_TASK DESCRIPTION_
Copy out every line of the data that has the word "async" somewhere in it.

_PROVIDED RECORDS_

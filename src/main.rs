//! Oxygen Supply Calculator - Rust/Axum service
//!
//! Estimates remaining oxygen supply for gas cylinders and liquid reservoirs,
//! recommends tank counts for transports and computes minute ventilation.

use std::sync::Arc;

use axum::{response::Json, routing::get, Router};
use tower_http::{
    compression::CompressionLayer, cors::CorsLayer, services::ServeDir, trace::TraceLayer,
};
use tracing_subscriber::{layer::SubscriberExt, util::SubscriberInitExt};

mod config;
mod error;
pub mod oxygen;

use config::Config;

/// Application state shared across all handlers
#[derive(Clone)]
pub struct AppState {
    pub config: Arc<Config>,
}

#[tokio::main]
async fn main() -> anyhow::Result<()> {
    // Load .env file
    dotenvy::dotenv().ok();

    // Initialize tracing
    tracing_subscriber::registry()
        .with(
            tracing_subscriber::EnvFilter::try_from_default_env()
                .unwrap_or_else(|_| "oxygen_calc_web=debug,tower_http=debug".into()),
        )
        .with(tracing_subscriber::fmt::layer())
        .init();

    let config = Config::from_env()?;
    tracing::info!(
        liquid_flow_policy = ?config.liquid_flow_policy,
        "Configuration loaded"
    );

    let state = AppState {
        config: Arc::new(config.clone()),
    };

    let app = app(state, &config.static_dir);

    let listener = tokio::net::TcpListener::bind(&config.bind_addr).await?;
    tracing::info!("Listening on {}", config.bind_addr);

    axum::serve(listener, app).await?;

    Ok(())
}

/// Build the full router: calculator page, JSON API and static assets.
fn app(state: AppState, static_dir: &str) -> Router {
    Router::new()
        // Health check
        .route("/health", get(health_check))
        // Calculator page
        .route("/", get(oxygen::show).post(oxygen::submit))
        // Calculation API (called by browser UI shells)
        .nest("/api/oxygen", oxygen::router().layer(CorsLayer::permissive()))
        // Static files
        .nest_service("/static", ServeDir::new(static_dir))
        // State and middleware
        .with_state(state)
        .layer(CompressionLayer::new())
        .layer(TraceLayer::new_for_http())
}

/// Health check endpoint
async fn health_check() -> Json<serde_json::Value> {
    Json(serde_json::json!({
        "status": "healthy",
        "service": "oxygen-calculator"
    }))
}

_RESPONSE BOX_
async fn main() -> anyhow::Result<()> {
async fn health_check() -> Json<serde_json::Value> {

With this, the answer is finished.